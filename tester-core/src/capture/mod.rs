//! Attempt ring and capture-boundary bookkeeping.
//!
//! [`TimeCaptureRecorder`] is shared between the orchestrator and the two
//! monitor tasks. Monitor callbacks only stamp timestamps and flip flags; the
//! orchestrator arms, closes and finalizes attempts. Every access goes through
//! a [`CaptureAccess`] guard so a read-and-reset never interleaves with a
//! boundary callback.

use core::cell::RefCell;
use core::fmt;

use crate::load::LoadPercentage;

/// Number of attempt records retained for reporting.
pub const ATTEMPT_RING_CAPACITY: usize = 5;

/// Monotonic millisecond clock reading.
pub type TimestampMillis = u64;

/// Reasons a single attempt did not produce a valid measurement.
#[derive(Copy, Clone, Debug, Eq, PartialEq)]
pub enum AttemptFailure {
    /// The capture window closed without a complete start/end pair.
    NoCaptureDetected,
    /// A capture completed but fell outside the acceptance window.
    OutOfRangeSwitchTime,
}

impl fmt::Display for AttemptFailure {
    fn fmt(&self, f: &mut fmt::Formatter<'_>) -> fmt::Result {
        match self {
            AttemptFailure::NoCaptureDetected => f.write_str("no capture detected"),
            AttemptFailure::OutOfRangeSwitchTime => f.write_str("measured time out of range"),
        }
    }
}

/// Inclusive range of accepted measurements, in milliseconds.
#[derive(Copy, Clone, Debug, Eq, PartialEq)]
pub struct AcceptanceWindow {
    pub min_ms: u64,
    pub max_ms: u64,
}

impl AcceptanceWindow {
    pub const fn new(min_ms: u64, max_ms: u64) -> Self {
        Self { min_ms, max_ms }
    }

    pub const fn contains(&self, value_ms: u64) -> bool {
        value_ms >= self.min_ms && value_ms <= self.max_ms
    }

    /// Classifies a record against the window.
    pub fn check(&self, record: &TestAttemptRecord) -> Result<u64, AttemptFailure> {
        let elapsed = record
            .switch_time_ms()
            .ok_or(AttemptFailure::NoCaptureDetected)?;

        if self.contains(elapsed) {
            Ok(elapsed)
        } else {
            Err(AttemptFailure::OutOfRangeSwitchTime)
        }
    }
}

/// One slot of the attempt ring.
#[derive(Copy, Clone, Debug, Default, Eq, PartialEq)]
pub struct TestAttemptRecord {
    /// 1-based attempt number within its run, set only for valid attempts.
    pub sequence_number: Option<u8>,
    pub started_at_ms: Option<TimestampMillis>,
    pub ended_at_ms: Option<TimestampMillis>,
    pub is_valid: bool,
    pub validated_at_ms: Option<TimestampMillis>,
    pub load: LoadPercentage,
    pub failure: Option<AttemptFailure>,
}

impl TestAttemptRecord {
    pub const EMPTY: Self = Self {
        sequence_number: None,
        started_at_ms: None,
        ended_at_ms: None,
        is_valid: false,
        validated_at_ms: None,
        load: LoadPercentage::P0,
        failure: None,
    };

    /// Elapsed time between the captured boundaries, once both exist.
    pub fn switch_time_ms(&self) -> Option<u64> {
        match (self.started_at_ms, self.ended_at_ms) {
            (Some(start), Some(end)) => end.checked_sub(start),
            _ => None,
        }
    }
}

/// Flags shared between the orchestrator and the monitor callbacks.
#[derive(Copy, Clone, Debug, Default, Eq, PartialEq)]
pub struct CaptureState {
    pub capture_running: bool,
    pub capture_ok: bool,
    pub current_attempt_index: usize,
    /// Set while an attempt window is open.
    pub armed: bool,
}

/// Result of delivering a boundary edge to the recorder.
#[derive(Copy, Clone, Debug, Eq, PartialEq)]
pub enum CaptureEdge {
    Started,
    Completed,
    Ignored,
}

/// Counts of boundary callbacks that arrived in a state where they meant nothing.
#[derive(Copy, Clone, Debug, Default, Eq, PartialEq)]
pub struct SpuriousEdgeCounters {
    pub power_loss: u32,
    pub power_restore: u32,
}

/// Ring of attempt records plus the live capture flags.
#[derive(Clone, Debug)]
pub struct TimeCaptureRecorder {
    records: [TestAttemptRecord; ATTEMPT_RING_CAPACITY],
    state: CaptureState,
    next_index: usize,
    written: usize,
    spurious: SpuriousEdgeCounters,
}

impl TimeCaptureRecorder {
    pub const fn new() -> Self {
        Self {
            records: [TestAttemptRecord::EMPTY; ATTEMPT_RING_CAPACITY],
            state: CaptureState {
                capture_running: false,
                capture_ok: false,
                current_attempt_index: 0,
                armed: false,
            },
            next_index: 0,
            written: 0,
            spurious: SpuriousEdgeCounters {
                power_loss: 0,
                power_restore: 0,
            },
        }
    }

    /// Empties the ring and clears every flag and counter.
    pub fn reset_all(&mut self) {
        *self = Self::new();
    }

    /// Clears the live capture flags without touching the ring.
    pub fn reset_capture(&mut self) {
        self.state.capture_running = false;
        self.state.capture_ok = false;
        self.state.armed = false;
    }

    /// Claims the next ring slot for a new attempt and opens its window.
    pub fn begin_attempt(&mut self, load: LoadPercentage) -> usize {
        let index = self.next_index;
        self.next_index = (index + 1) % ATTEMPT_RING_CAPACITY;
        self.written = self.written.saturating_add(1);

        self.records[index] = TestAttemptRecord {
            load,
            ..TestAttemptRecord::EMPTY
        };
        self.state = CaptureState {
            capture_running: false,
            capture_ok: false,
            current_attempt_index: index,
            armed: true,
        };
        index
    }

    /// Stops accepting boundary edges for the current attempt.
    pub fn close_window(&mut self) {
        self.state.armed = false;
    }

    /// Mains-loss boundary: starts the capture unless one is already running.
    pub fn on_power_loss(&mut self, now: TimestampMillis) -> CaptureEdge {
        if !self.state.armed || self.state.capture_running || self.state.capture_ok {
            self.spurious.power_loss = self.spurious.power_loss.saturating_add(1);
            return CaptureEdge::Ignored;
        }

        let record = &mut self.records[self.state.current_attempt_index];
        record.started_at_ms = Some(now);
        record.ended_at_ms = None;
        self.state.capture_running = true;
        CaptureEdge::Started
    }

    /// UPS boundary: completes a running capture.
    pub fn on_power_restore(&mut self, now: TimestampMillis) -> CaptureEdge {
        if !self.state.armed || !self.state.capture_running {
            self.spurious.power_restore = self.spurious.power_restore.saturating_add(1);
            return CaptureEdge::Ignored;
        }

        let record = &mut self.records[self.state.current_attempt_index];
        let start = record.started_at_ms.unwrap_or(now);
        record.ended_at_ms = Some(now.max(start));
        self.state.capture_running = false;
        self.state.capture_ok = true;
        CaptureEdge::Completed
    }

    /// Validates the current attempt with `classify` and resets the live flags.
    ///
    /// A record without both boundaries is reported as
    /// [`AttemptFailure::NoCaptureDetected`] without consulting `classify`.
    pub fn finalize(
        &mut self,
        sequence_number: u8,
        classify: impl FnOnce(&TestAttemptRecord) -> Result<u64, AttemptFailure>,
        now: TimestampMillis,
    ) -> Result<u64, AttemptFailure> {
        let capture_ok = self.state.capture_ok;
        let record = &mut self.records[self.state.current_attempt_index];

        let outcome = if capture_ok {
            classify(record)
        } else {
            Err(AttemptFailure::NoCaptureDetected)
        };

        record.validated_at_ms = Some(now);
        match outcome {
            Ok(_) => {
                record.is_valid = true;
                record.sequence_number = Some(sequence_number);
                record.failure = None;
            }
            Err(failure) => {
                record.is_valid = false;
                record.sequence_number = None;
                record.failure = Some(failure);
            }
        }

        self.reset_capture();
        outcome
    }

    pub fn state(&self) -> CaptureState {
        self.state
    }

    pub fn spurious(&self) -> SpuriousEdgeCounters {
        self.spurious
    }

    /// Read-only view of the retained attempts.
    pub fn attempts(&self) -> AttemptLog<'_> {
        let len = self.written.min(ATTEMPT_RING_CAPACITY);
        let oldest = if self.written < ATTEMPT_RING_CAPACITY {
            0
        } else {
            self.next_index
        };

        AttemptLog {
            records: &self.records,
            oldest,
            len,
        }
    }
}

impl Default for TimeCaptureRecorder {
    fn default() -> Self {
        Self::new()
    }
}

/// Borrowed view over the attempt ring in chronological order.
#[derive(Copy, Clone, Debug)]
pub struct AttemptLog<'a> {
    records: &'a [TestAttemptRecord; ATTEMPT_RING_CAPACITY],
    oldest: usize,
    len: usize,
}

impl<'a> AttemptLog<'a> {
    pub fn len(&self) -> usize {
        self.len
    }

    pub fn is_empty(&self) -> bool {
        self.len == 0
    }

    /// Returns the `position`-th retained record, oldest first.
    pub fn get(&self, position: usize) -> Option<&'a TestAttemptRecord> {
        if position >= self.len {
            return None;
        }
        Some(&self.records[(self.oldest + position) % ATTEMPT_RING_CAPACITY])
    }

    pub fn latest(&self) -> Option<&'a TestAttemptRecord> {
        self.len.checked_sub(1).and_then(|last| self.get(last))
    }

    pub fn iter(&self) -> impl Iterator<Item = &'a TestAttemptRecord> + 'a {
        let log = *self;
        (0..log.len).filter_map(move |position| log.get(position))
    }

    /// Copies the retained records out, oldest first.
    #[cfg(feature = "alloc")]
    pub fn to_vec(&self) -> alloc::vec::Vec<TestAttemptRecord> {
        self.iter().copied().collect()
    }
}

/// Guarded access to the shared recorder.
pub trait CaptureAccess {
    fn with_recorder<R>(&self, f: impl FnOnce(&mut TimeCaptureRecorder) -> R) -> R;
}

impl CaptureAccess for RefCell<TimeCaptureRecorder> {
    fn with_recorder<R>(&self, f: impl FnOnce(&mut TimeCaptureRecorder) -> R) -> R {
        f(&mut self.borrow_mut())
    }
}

****************

**ABOUT THIS EXERCISE:** Each line, from the one that holds "the shared recorder." through the last line of the entries, must be repeated exactly. Leave out everything else.

**SOLUTION TO THIS PROBLEM:**
/// Guarded access to the shared recorder.
pub trait CaptureAccess {
    fn with_recorder<R>(&self, f: impl FnOnce(&mut TimeCaptureRecorder) -> R) -> R;
}

impl CaptureAccess for RefCell<TimeCaptureRecorder> {
    fn with_recorder<R>(&self, f: impl FnOnce(&mut TimeCaptureRecorder) -> R) -> R {
        f(&mut self.borrow_mut())
    }
}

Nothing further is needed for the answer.